What is a purchase order, and how do purchase orders work? If you have a business, you’ve most likely created a purchase order at some point. Purchase orders are an essential part of any transaction, both large and small.

If you’re not sure what they are, this post is for you. We’re going to go over all the following:

  • Purchase order definition
  • Difference between a purchase order and an invoice
  • How purchase orders work
  • How to create a purchase order in Billdu

Define PO (Purchase Orders)

What is PO? Simply put, a purchase order is a document that a seller writes up or makes on software. They send two copies. One copy goes directly to the seller, and one copy goes internally and attaches to the specific account.

This purchase order is an exact summary of the services, goods, or products the buyer wants to purchase from said seller.

The purchase order will include a list of the services or quantities, the quantity, and the price. Once the seller agrees to the invoice, it turns into a legally-binding contract for both the buyer and the seller.

This is why it’s essential that the buyer is extremely clear in communicating exactly what they want to buy and the quantities. The last thing you want is the seller to be confused when they get their copy of the purchase order.

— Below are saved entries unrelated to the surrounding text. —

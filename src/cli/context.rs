//! Command execution context
//!
//! Loads config, applies flag overrides, builds the Slack client and opens
//! the channel catalog, so each command starts from one constructor call.

use std::sync::Arc;

use log::debug;

use crate::catalog::{CatalogStores, ChannelCatalog, Startup};
use crate::cli::OutputFormat;
use crate::cli::args::GlobalOptions;
use crate::client::SlackClient;
use crate::config::{CatalogSettings, Config};
use crate::error::{ConfigError, Error, Result};

/// Context for command execution containing the catalog and runtime options.
pub struct CommandContext {
    /// Channel catalog, already warm-started
    pub catalog: ChannelCatalog<SlackClient>,
    /// Output format preference
    pub format: OutputFormat,
}

impl CommandContext {
    /// Create a context and open the catalog.
    ///
    /// `--offline` always wins over the requested startup mode. Offline
    /// commands do not need a token; everything else does.
    ///
    /// Must be called from within a tokio runtime.
    pub fn new(opts: &GlobalOptions, startup: Startup) -> Result<Self> {
        let startup = if opts.offline {
            Startup::Offline
        } else {
            startup
        };

        let config = load_config(opts)?;
        if startup != Startup::Offline {
            config.validate_auth()?;
        }

        let client = Arc::new(SlackClient::from_config(&config)?);

        let stores = CatalogStores::in_dir(&config.cache_dir()?);
        debug!(
            "Opening catalog from {} ({:?})",
            stores.channels.path().display(),
            startup
        );
        let catalog = ChannelCatalog::open(
            client,
            CatalogSettings::from(&config.catalog),
            Some(stores),
            startup,
        );

        Ok(Self {
            catalog,
            format: opts.format,
        })
    }
}

/// Load the config file and layer the CLI/env overrides on top.
///
/// A missing file is tolerated when the overrides alone are enough to run:
/// a token was given, or the command is offline.
pub fn load_config(opts: &GlobalOptions) -> Result<Config> {
    let mut config = match Config::load_at(opts.config_ref()) {
        Ok(config) => config,
        Err(Error::Config(ConfigError::NotFound)) if opts.token.is_some() || opts.offline => {
            Config::default()
        }
        Err(e) => return Err(e),
    };

    if let Some(ref token) = opts.token {
        config.token = Some(token.clone());
    }
    if let Some(ref cookie) = opts.cookie {
        config.cookie = Some(cookie.clone());
    }
    if let Some(url) = opts.api_url_ref() {
        config.api_url = Some(url.to_string());
    }

    Ok(config)
}
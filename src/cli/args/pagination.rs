//! Result limiting for list commands

use clap::Args;

/// Largest listing a single command prints.
pub const MAX_LIMIT: usize = 500;

/// Shared limit argument for list commands.
///
/// Flatten this into any command that prints a list:
/// ```ignore
/// List {
///     #[command(flatten)]
///     limit: LimitArgs,
/// }
/// ```
#[derive(Args, Debug, Default, Clone)]
pub struct LimitArgs {
    /// Maximum results to return (at most 500)
    #[arg(long, short = 'n')]
    pub limit: Option<usize>,
}

impl LimitArgs {
    /// Effective limit: the requested one clamped to 1..=500, or 500.
    pub fn effective(&self) -> usize {
        self.limit.unwrap_or(MAX_LIMIT).clamp(1, MAX_LIMIT)
    }
}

At the very least, your purchase order should have the following:

  • Date the buyer issued the purchase order
  • Name and address of the buyer
  • Name and address of the seller (supplier)
  • Details about the goods or services purchased (list with exact quantities and final price)
  • Terms and conditions of the transactions
  • Purchase order number

If your purchase order doesn’t have these items in the very least, you’re setting yourself up for legal and accounting problems down the line.

Purchase Order vs. Invoice

But, isn’t a purchase order the same as an invoice? The short answer is no. These are two very different things.

The seller sends an invoice to the buyer, and this invoice contains a summary of the services and goods the buyer already bought or agreed to buy. An invoice usually comes after both parties agree on a purchase order, and the buyer sent the payment.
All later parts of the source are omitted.